Saved data entries
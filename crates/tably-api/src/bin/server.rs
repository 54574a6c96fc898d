//! tably-api server binary.
//!
//! Reads `config.toml` (or the path specified with `--config`), opens an
//! in-process SQLite store, and serves the JSON API over HTTP under `/api`.

use std::{path::PathBuf, sync::Arc};

use anyhow::Context as _;
use axum::Router;
use clap::Parser;
use tably_api::ServerConfig;
use tably_store_sqlite::SqliteStore;
use tokio::net::TcpListener;
use tower_http::trace::TraceLayer;
use tracing::level_filters::LevelFilter;
use tracing_subscriber::EnvFilter;

#[derive(Parser)]
#[command(author, version, about = "Tably directory server")]
struct Cli {
  /// Path to the TOML configuration file.
  #[arg(short, long, default_value = "config.toml")]
  config: PathBuf,
}

#[tokio::main]
async fn main() -> anyhow::Result<()> {
  // Initialise tracing.
  tracing_subscriber::fmt()
    .with_env_filter(
      EnvFilter::builder()
        .with_default_directive(LevelFilter::INFO.into())
        .from_env_lossy(),
    )
    .init();

  let cli = Cli::parse();

  // Load configuration.
  let settings = config::Config::builder()
    .add_source(config::File::from(cli.config).required(false))
    .add_source(config::Environment::with_prefix("TABLY"))
    .build()
    .context("failed to read config file")?;

  let server_cfg: ServerConfig = settings
    .try_deserialize()
    .context("failed to deserialise ServerConfig")?;

  // Open SQLite store.
  let store = SqliteStore::open(&server_cfg.store_path)
    .await
    .with_context(|| {
      format!("failed to open store at {:?}", server_cfg.store_path)
    })?;

  let app = Router::new()
    .nest("/api", tably_api::api_router(Arc::new(store)))
    .layer(TraceLayer::new_for_http());

  let address = format!("{}:{}", server_cfg.host, server_cfg.port);

  tracing::info!("Listening on http://{address}");
  let listener = TcpListener::bind(&address)
    .await
    .with_context(|| format!("failed to bind {address}"))?;

  axum::serve(listener, app).await.context("server error")?;

  Ok(())
}
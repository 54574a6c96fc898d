//! Error types for `tably-core`.

use thiserror::Error;
use uuid::Uuid;

#[derive(Debug, Error)]
pub enum Error {
  #[error("user not found: {0}")]
  UserNotFound(Uuid),

  #[error("not a valid email address: {0:?}")]
  InvalidEmail(String),

  #[error("email exceeds 50 characters ({0})")]
  EmailTooLong(usize),

  #[error("password must be between 8 and 80 characters (got {0})")]
  PasswordLength(usize),

  #[error("email cannot be changed after the account is created")]
  EmailImmutable,

  #[error("unique constraint violated: {0}")]
  Constraint(String),

  #[error("authority already exists: {0:?}")]
  DuplicateAuthority(String),

  #[error("unknown account state: {0:?}")]
  UnknownAccountState(String),

  #[error("storage error: {0}")]
  Storage(String),
}

pub type Result<T, E = Error> = std::result::Result<T, E>;
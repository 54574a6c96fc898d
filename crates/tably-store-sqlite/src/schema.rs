//! SQL schema for the Tably SQLite store.
//!
//! Executed once at connection startup via `PRAGMA user_version`. Future
//! migrations will be gated on that version number.

/// Full schema DDL; idempotent thanks to `CREATE TABLE IF NOT EXISTS`.
pub const SCHEMA: &str = "
PRAGMA journal_mode = WAL;
PRAGMA foreign_keys = ON;

CREATE TABLE IF NOT EXISTS restaurants (
    restaurant_id TEXT PRIMARY KEY,
    created_at    TEXT NOT NULL,
    updated_at    TEXT NOT NULL,
    name          TEXT NOT NULL,
    description   TEXT,
    active        INTEGER NOT NULL DEFAULT 1
);

-- Reference data; never owned by a user.
CREATE TABLE IF NOT EXISTS authorities (
    name TEXT PRIMARY KEY
);

-- email is written once at INSERT; no UPDATE statement touches the column.
-- restaurant_id is UNIQUE: a restaurant belongs to at most one user.
CREATE TABLE IF NOT EXISTS users (
    user_id       TEXT PRIMARY KEY,
    created_at    TEXT NOT NULL,
    updated_at    TEXT NOT NULL,
    email         TEXT NOT NULL UNIQUE,
    name          TEXT,
    surname       TEXT,
    password_hash TEXT NOT NULL,
    account_state TEXT NOT NULL DEFAULT 'pending',
    restaurant_id TEXT UNIQUE REFERENCES restaurants(restaurant_id)
);

CREATE TABLE IF NOT EXISTS user_authority (
    user_id   TEXT NOT NULL REFERENCES users(user_id),
    authority TEXT NOT NULL REFERENCES authorities(name),
    PRIMARY KEY (user_id, authority)
);

CREATE INDEX IF NOT EXISTS users_email_idx ON users(email);

PRAGMA user_version = 1;
";
//! User — an account holding credentials, lifecycle state, an optional
//! owned restaurant, and a set of authorities.
//!
//! The user is the aggregate root for its owned restaurant: a restaurant
//! embedded in a user write is persisted in the same transaction
//! (cascading save). Authorities are always loaded eagerly with the user.

use std::collections::BTreeSet;

use serde::{Deserialize, Serialize};
use strum::{Display, EnumString};

use crate::{
  Error, Result,
  authority::Authority,
  entity::EntityMetadata,
  restaurant::{NewRestaurant, Restaurant},
};

pub const EMAIL_MAX_LEN: usize = 50;
pub const PASSWORD_MIN_LEN: usize = 8;
pub const PASSWORD_MAX_LEN: usize = 80;

// ─── Account state ───────────────────────────────────────────────────────────

/// Account lifecycle state. Transition rules are external policy; the store
/// treats this as an opaque stored value.
#[derive(
  Debug,
  Clone,
  Copy,
  PartialEq,
  Eq,
  Default,
  Serialize,
  Deserialize,
  Display,
  EnumString,
)]
#[serde(rename_all = "lowercase")]
#[strum(serialize_all = "lowercase")]
pub enum AccountState {
  #[default]
  Pending,
  Active,
  Disabled,
}

// ─── Entity ──────────────────────────────────────────────────────────────────

/// A stored user account.
///
/// `password_hash` is write-only: it is never serialized into a response.
/// Callers hand users to the boundary as a [`UserView`](crate::view::UserView)
/// projection, which omits the hash in every scope.
#[derive(Debug, Clone, PartialEq, Eq)]
pub struct User {
  pub meta:          EntityMetadata,
  pub email:         String,
  pub name:          Option<String>,
  pub surname:       Option<String>,
  /// Argon2 PHC string. Never surfaced.
  pub password_hash: String,
  pub account_state: AccountState,
  pub restaurant:    Option<Restaurant>,
  pub authorities:   BTreeSet<Authority>,
}

/// Payload for creating a user. The boundary validates the plaintext
/// password and hashes it before building this record; the store never sees
/// a plaintext credential.
#[derive(Debug, Clone)]
pub struct NewUser {
  pub email:         String,
  pub name:          Option<String>,
  pub surname:       Option<String>,
  pub password_hash: String,
  pub account_state: AccountState,
  /// Embedded restaurant to persist in the same transaction, if any.
  pub restaurant:    Option<NewRestaurant>,
  /// Grants to record at creation; duplicates collapse under set semantics.
  pub authorities:   Vec<Authority>,
}

/// Partial update applied to an existing user. `None` leaves a field
/// unchanged. An `email` differing from the stored value is rejected.
#[derive(Debug, Clone, Default, Deserialize)]
pub struct UserUpdate {
  pub email:         Option<String>,
  pub name:          Option<String>,
  pub surname:       Option<String>,
  pub account_state: Option<AccountState>,
}

// ─── Field validation ────────────────────────────────────────────────────────

/// Syntactic email check: one `@`, non-empty local part, dotted domain, no
/// whitespace. Deliverability is out of scope.
pub fn validate_email(email: &str) -> Result<()> {
  let len = email.chars().count();
  if len > EMAIL_MAX_LEN {
    return Err(Error::EmailTooLong(len));
  }

  let invalid = || Error::InvalidEmail(email.to_owned());

  let (local, domain) = email.split_once('@').ok_or_else(invalid)?;
  if local.is_empty()
    || domain.is_empty()
    || domain.contains('@')
    || !domain.contains('.')
    || domain.starts_with('.')
    || domain.ends_with('.')
    || email.chars().any(char::is_whitespace)
  {
    return Err(invalid());
  }
  Ok(())
}

/// Length check applied to the plaintext password at the boundary, before
/// hashing. The storage layer only ever holds the hash.
pub fn validate_password(password: &str) -> Result<()> {
  let len = password.chars().count();
  if !(PASSWORD_MIN_LEN..=PASSWORD_MAX_LEN).contains(&len) {
    return Err(Error::PasswordLength(len));
  }
  Ok(())
}
//! Authority — a named permission grantable to a user account.
//!
//! Authorities are reference data: rows are created and managed
//! independently of users and are never owned by one. A user's grants are
//! held as a [`BTreeSet`](std::collections::BTreeSet) so membership is
//! duplicate-free and iteration order is deterministic.

use std::fmt;

use serde::{Deserialize, Serialize};

/// A role name such as `"ROLE_OWNER"`. Unique across the authority table.
#[derive(
  Debug, Clone, PartialEq, Eq, PartialOrd, Ord, Hash, Serialize, Deserialize,
)]
#[serde(transparent)]
pub struct Authority(String);

impl Authority {
  pub fn new(name: impl Into<String>) -> Self { Self(name.into()) }

  pub fn name(&self) -> &str { &self.0 }
}

impl fmt::Display for Authority {
  fn fmt(&self, f: &mut fmt::Formatter<'_>) -> fmt::Result {
    f.write_str(&self.0)
  }
}

impl From<&str> for Authority {
  fn from(name: &str) -> Self { Self(name.to_owned()) }
}
use adcraft::background::{BackgroundProvider, DirectoryProvider, RegionCatalog, SyntheticProvider};
use adcraft::brief::{self, BrandConfig, CampaignBrief};
use adcraft::config::{self, RenderConfig};
use adcraft::fonts::resolve_font;
use adcraft::output::{self, CheckReport};
use adcraft::overlay::Overlay;
use adcraft::render::{RenderOptions, render_campaign};
use clap::{Parser, Subcommand};
use std::path::{Path, PathBuf};
use tracing_subscriber::EnvFilter;

fn version_string() -> &'static str {
    if env!("ADCRAFT_RELEASE_BUILD") == "true" {
        env!("CARGO_PKG_VERSION")
    } else {
        let hash = env!("ADCRAFT_GIT_HASH");
        if hash.is_empty() {
            "dev@unknown"
        } else {
            // Leaked once at startup
            Box::leak(format!("dev@{hash}").into_boxed_str())
        }
    }
}

#[derive(Parser)]
#[command(name = "adcraft")]
#[command(about = "Branded social ad creatives at every aspect ratio")]
#[command(long_about = "\
Branded social ad creatives at every aspect ratio

A campaign brief names the products, the target region and the headline.
A brand config supplies colors, the headline font, the logo and layout
rules. Every product is composited onto a regional background and branded
at three sizes:

  1x1    1080x1080   Instagram Feed, Facebook
  9x16   1080x1920   Instagram Stories, TikTok, Reels
  16x9   1920x1080   YouTube, Web Banners

Output structure:

  output/
  └── {campaign}_{region}/
      ├── generation_log.json
      └── {product id}/
          ├── 1x1.png
          ├── 9x16.png
          └── 16x9.png

Render settings are read from adcraft.toml in the working directory when
present. Run 'adcraft gen-config' to print a documented copy.

Log verbosity follows RUST_LOG (default: adcraft=info).")]
#[command(version = version_string())]
struct Cli {
    /// Render settings file (default: adcraft.toml, if present)
    #[arg(long, global = true)]
    config: Option<PathBuf>,

    #[command(subcommand)]
    command: Command,
}

/// The two input documents every campaign needs.
#[derive(clap::Args, Clone)]
struct CampaignArgs {
    /// Campaign brief (JSON)
    #[arg(long)]
    brief: PathBuf,

    /// Brand config (JSON)
    #[arg(long)]
    brand: PathBuf,
}

#[derive(Subcommand)]
enum Command {
    /// Render every product at every aspect ratio
    Render {
        #[command(flatten)]
        campaign: CampaignArgs,

        /// Parent directory for the campaign folder (overrides output.dir)
        #[arg(long)]
        output: Option<PathBuf>,

        /// Directory of {region}.png/.jpg/.webp backgrounds (overrides backgrounds.dir)
        #[arg(long, conflicts_with = "synthetic")]
        backgrounds: Option<PathBuf>,

        /// Synthesise backgrounds even if a directory is configured
        #[arg(long)]
        synthetic: bool,
    },
    /// Validate a brief and brand config without rendering
    Check {
        #[command(flatten)]
        campaign: CampaignArgs,
    },
    /// List the known target regions
    Regions,
    /// List the output aspect ratios
    Formats,
    /// Print a stock adcraft.toml with all options documented
    GenConfig,
}

fn main() -> Result<(), Box<dyn std::error::Error>> {
    tracing_subscriber::fmt()
        .with_env_filter(
            EnvFilter::try_from_default_env().unwrap_or_else(|_| EnvFilter::new("adcraft=info")),
        )
        .with_writer(std::io::stderr)
        .init();

    let cli = Cli::parse();

    match cli.command {
        Command::Render {
            campaign,
            output: output_dir,
            backgrounds,
            synthetic,
        } => {
            let config = load_render_config(cli.config.as_deref())?;
            init_thread_pool(&config.processing);
            let (brief, brand) = load_campaign(&campaign)?;

            let style = brand.overlay_style(&config.assets);
            let font = resolve_font(&style.headline_font, &config.fonts);
            tracing::info!(font = %font.describe(), "headline font");
            let overlay = Overlay::load(style, font, config.text.max_width_percent);

            let provider = select_provider(&config, backgrounds, synthetic);
            let mut options =
                RenderOptions::new(output_dir.unwrap_or_else(|| PathBuf::from(&config.output.dir)));
            options.assets = config.assets.clone();
            options.focus = config.backgrounds.focus;

            let (tx, rx) = std::sync::mpsc::channel();
            let printer = std::thread::spawn(move || {
                for event in rx {
                    for line in output::format_progress_event(&event) {
                        println!("{}", line);
                    }
                }
            });
            let result = render_campaign(&brief, &overlay, provider.as_ref(), &options, Some(tx));
            if printer.join().is_err() {
                tracing::warn!("progress printer panicked");
            }
            output::print_render_summary(&brief.campaign_name, &result?);
        }
        Command::Check { campaign } => {
            let config = load_render_config(cli.config.as_deref())?;
            let (brief, brand) = load_campaign(&campaign)?;
            let style = brand.overlay_style(&config.assets);
            let font = resolve_font(&style.headline_font, &config.fonts);
            let overlay = Overlay::load(style, font, config.text.max_width_percent);
            let catalog = RegionCatalog::default();
            let images: Vec<PathBuf> = brief
                .products
                .iter()
                .map(|p| config.assets.resolve(&p.image_path))
                .collect();
            let style = overlay.style();
            let report = CheckReport {
                brief: &brief,
                brand: &brand,
                catalog: &catalog,
                product_images: images.iter().map(|p| (p.as_path(), p.is_file())).collect(),
                font: overlay.font().describe(),
                logo: style.logo.as_deref().map(|p| (p, overlay.has_logo())),
                cta_button: style.cta_button.as_deref().map(|p| (p, overlay.has_cta_button())),
            };
            output::print_check(&report);
            println!("==> Campaign inputs are valid");
        }
        Command::Regions => {
            output::print_regions(&RegionCatalog::default());
        }
        Command::Formats => {
            output::print_formats();
        }
        Command::GenConfig => {
            print!("{}", config::stock_config_toml());
        }
    }

    Ok(())
}

/// Load render settings: an explicit `--config` must exist; the default
/// file is optional.
fn load_render_config(path: Option<&Path>) -> Result<RenderConfig, config::ConfigError> {
    match path {
        Some(path) => config::load_required_config(path),
        None => config::load_config(Path::new(config::CONFIG_FILE_NAME)),
    }
}

fn load_campaign(args: &CampaignArgs) -> Result<(CampaignBrief, BrandConfig), brief::ConfigError> {
    let brief = brief::load_brief(&args.brief)?;
    let brand = brief::load_brand(&args.brand)?;
    Ok((brief, brand))
}

/// Pick the background source: CLI flags win over `backgrounds.dir`.
fn select_provider(
    config: &RenderConfig,
    cli_dir: Option<PathBuf>,
    synthetic: bool,
) -> Box<dyn BackgroundProvider> {
    let dir = if synthetic {
        None
    } else {
        cli_dir.or_else(|| config.backgrounds.dir.as_ref().map(PathBuf::from))
    };
    match dir {
        Some(dir) => {
            let provider = DirectoryProvider::new(dir);
            tracing::info!(dir = %provider.dir().display(), "using background directory");
            Box::new(provider)
        }
        None => {
            tracing::info!("using synthetic backgrounds");
            Box::new(SyntheticProvider::default())
        }
    }
}

/// Initialize the rayon thread pool based on processing config.
///
/// Caps at the number of available CPU cores; user can constrain down, not up.
fn init_thread_pool(processing: &config::ProcessingConfig) {
    let threads = config::effective_threads(processing);
    rayon::ThreadPoolBuilder::new()
        .num_threads(threads)
        .build_global()
        .ok();
}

Your task> In the data above, which lines include "boundary"? Return those lines.

Exercise result>
/// Callers hand users to the boundary as a [`UserView`](crate::view::UserView)
/// Payload for creating a user. The boundary validates the plaintext
/// Length check applied to the plaintext password at the boundary, before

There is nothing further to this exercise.